Kanlıca'da Bir güzel Mekan 'İkinci Bahar'


   


   Kanlıca'da gittiğimiz yer İkinci Bahar diye lokanta.. Tam lokanta.. Bu sözcüğü dilimize hediye eden İtalyanların mahalle aralarında lokantaları vardır ya, minik, sıcak, insanları birbirine yakın, dost, selamlaşan.. Öyle bir yer burası işte. 



   Duvarlarında genç ressamlara ait tablolar asılı. Turistlerin sık uğradığı bir yer olduğundan onlara da fayda sağlamış oluyorlarmış böylece. Çok hafif, dinlendirici, dinlemek isteyenin dinlediği, konuşmak isteyenin rahatça konuştuğu bir yükseklikte müzik devamlı Fransız şansonları çalıyor. Oysa burası bir Türk lokantası..
   Soğuk mezeler, ara sıcaklar, sonra etler.. 'Bu Fransız Müziği ne?' derken İkinci Bahar'ın 22 yıllık sahibi Sinem Hanım "Bizim asıl müşterilerimiz yabancılar. Ben de şansonları çok seviyorum. Türk lokantası diye Türk müziği çalalım gibi bir ezberimiz yok" dedi.
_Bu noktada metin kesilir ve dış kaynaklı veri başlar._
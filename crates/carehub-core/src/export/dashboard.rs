//! Dashboard report export.

use chrono::{DateTime, Utc};
use serde::{Deserialize, Serialize};

use crate::config::{APP_NAME, APP_VERSION};
use crate::models::{BucketSeries, DashboardReport, ReportScope};

/// A report ready to leave the device.
#[derive(Debug, Clone, Serialize, Deserialize)]
pub struct DashboardExport {
    pub metadata: ExportMetadata,
    pub report: DashboardReport,
}

/// Export metadata.
#[derive(Debug, Clone, Serialize, Deserialize)]
pub struct ExportMetadata {
    /// Producing application
    pub generator: String,
    pub generator_version: String,
    /// Export timestamp (RFC 3339)
    pub exported_at: String,
    /// Reference instant of the report (RFC 3339, reporting calendar)
    pub report_generated_at: String,
    /// Whose appointments the report covers
    pub scope: String,
    pub appointment_count: usize,
}

impl DashboardExport {
    /// Wrap a report for export.
    pub fn new(report: DashboardReport, exported_at: DateTime<Utc>) -> Self {
        Self {
            metadata: ExportMetadata {
                generator: APP_NAME.to_string(),
                generator_version: APP_VERSION.to_string(),
                exported_at: exported_at.to_rfc3339(),
                report_generated_at: report.generated_at.to_rfc3339(),
                scope: describe_scope(&report.scope),
                appointment_count: report.appointments.len(),
            },
            report,
        }
    }

    /// Export to JSON.
    pub fn to_json(&self) -> Result<String, serde_json::Error> {
        serde_json::to_string_pretty(self)
    }

    /// Daily, weekly and monthly series as one CSV table.
    pub fn series_to_csv(&self) -> String {
        let mut csv = String::from("series,period_start,count\n");
        for series in [&self.report.daily, &self.report.weekly, &self.report.monthly] {
            push_series_rows(&mut csv, series);
        }
        csv
    }

    /// Appointments in the report as CSV.
    pub fn appointments_to_csv(&self) -> String {
        let mut csv = String::new();

        csv.push_str("id,appointment_code,date,patient_id,doctor_id,description,");
        csv.push_str("status,billing_status,amount,date_source\n");

        for a in &self.report.appointments {
            csv.push_str(&format!(
                "{},{},{},{},{},{},{},{},{},{}\n",
                escape_csv(&a.id),
                escape_csv(&a.appointment_code),
                a.date.to_rfc3339(),
                escape_csv(&a.patient_id),
                escape_csv(&a.doctor_id),
                escape_csv(&a.description),
                escape_csv(&a.status),
                escape_csv(&a.billing_status),
                a.amount.map(|v| v.to_string()).unwrap_or_default(),
                a.date_source.as_str(),
            ));
        }

        csv
    }
}

/// A single series as CSV, with the same header as [`DashboardExport::series_to_csv`].
pub fn series_to_csv(series: &BucketSeries) -> String {
    let mut csv = String::from("series,period_start,count\n");
    push_series_rows(&mut csv, series);
    csv
}

fn push_series_rows(csv: &mut String, series: &BucketSeries) {
    for bucket in &series.buckets {
        csv.push_str(&format!(
            "{},{},{}\n",
            series.granularity.as_str(),
            bucket.period_start.format("%Y-%m-%d"),
            bucket.count
        ));
    }
}

fn describe_scope(scope: &ReportScope) -> String {
    match scope {
        ReportScope::All => "all".to_string(),
        ReportScope::Doctor(id) => format!("doctor:{}", id),
        ReportScope::Patient(id) => format!("patient:{}", id),
    }
}

/// Escape a string for CSV output.
fn escape_csv(s: &str) -> String {
    if s.contains(',') || s.contains('"') || s.contains('\n') || s.contains('\r') {
        format!("\"{}\"", s.replace('"', "\"\""))
    } else {
        s.to_string()
    }
}
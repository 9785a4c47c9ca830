//! Export of dashboard reports for sharing and spreadsheets.

mod dashboard;

pub use dashboard::*;
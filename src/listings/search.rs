// src/listings/search.rs
// =============================================================================
// Interactive one-off rename: fuzzy-find a listing folder, ask for the new
// name, and apply the rename immediately (no staging, since a single rename
// cannot collide with itself).
// =============================================================================

use anyhow::Result;

use super::rename::rename_listing;
use super::scan::chapter_number;
use super::store::BookStore;
use crate::prompt::{fuzzy_top, Prompter};

const MAX_MATCHES: usize = 10;

/// Prompts for a search term, offers the closest `topic/listing` matches,
/// and renames the picked folder to a user-supplied name.
pub async fn rename_interactive<S: BookStore, P: Prompter>(
    store: &S,
    prompter: &mut P,
) -> Result<()> {
    let mut candidates = Vec::new();
    for topic in store.topic_dirs().await? {
        for listing in store.listing_dirs(&topic).await? {
            candidates.push(format!("{}/{}", topic, listing));
        }
    }
    if candidates.is_empty() {
        println!("No listings found.");
        return Ok(());
    }

    let needle = prompter.input("Search for a listing:")?;
    let matches: Vec<String> = fuzzy_top(&needle, &candidates, MAX_MATCHES)
        .into_iter()
        .map(str::to_string)
        .collect();
    if matches.is_empty() {
        println!("No listing matches \"{}\".", needle);
        return Ok(());
    }

    let Some(index) = prompter.select("Which listing?", &matches)? else {
        println!("Cancelled.");
        return Ok(());
    };
    let picked = &matches[index];
    let (topic, old_name) = picked
        .split_once('/')
        .ok_or_else(|| anyhow::anyhow!("malformed listing entry {}", picked))?;

    let Some(chapter) = chapter_number(topic) else {
        println!("Warning: folder {} has no chapter number.", topic);
        return Ok(());
    };

    let new_name = prompter.input("New folder name:")?;
    if new_name.is_empty() || new_name == old_name {
        println!("Nothing to do.");
        return Ok(());
    }
    if store.listing_exists(topic, &new_name).await? {
        println!("A folder named {} already exists.", new_name);
        return Ok(());
    }

    let message = format!("Rename {}/{} to {}/{}?", topic, old_name, topic, new_name);
    if !prompter.confirm(&message)? {
        println!("Cancelled.");
        return Ok(());
    }

    rename_listing(store, chapter, topic, old_name, &new_name, false).await?;
    println!("Renamed {}/{} to {}/{}", topic, old_name, topic, new_name);
    Ok(())
}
    'Yemeklerin hepsi Türk ama damak tadında da yabancıları gözetiyoruz' derken, demek istediklerini odun ateşinde 4 saat boyunca pişen tandır ve yuvalamayı mideye indirdikten sonra anladım. Ve ardından kabak tatlısı bir diğerimiz de künefe!..



   Şimdi taze mevsim balıklarıyla da misafirlerine harikalar yaratıyor. Mevsimin gözde balığı palamutu bir de İkinci Bahar'da denemelisiniz. Odun fırınında pişirilen palamutun o özel lezzetini başka yerde bulamayabilirsiniz. Palamut dışında yine sezonun gözde balığı istavrit de bu dönem İkinci Bahar'ın leziz konuklarından. Mısır ununda kızartılan istavrit şöleni için yolunuz yine buraya düşmeli.





   Bahçesi ve kapalı alanıyla hizmet veren İkinci Bahar'da Cumartesi ve Pazar günleri 10.00 - 14.00 arası serpme kahvaltı ile Boğazın tadını ve semtin sakinliğini doyasıya yaşamak için birebir.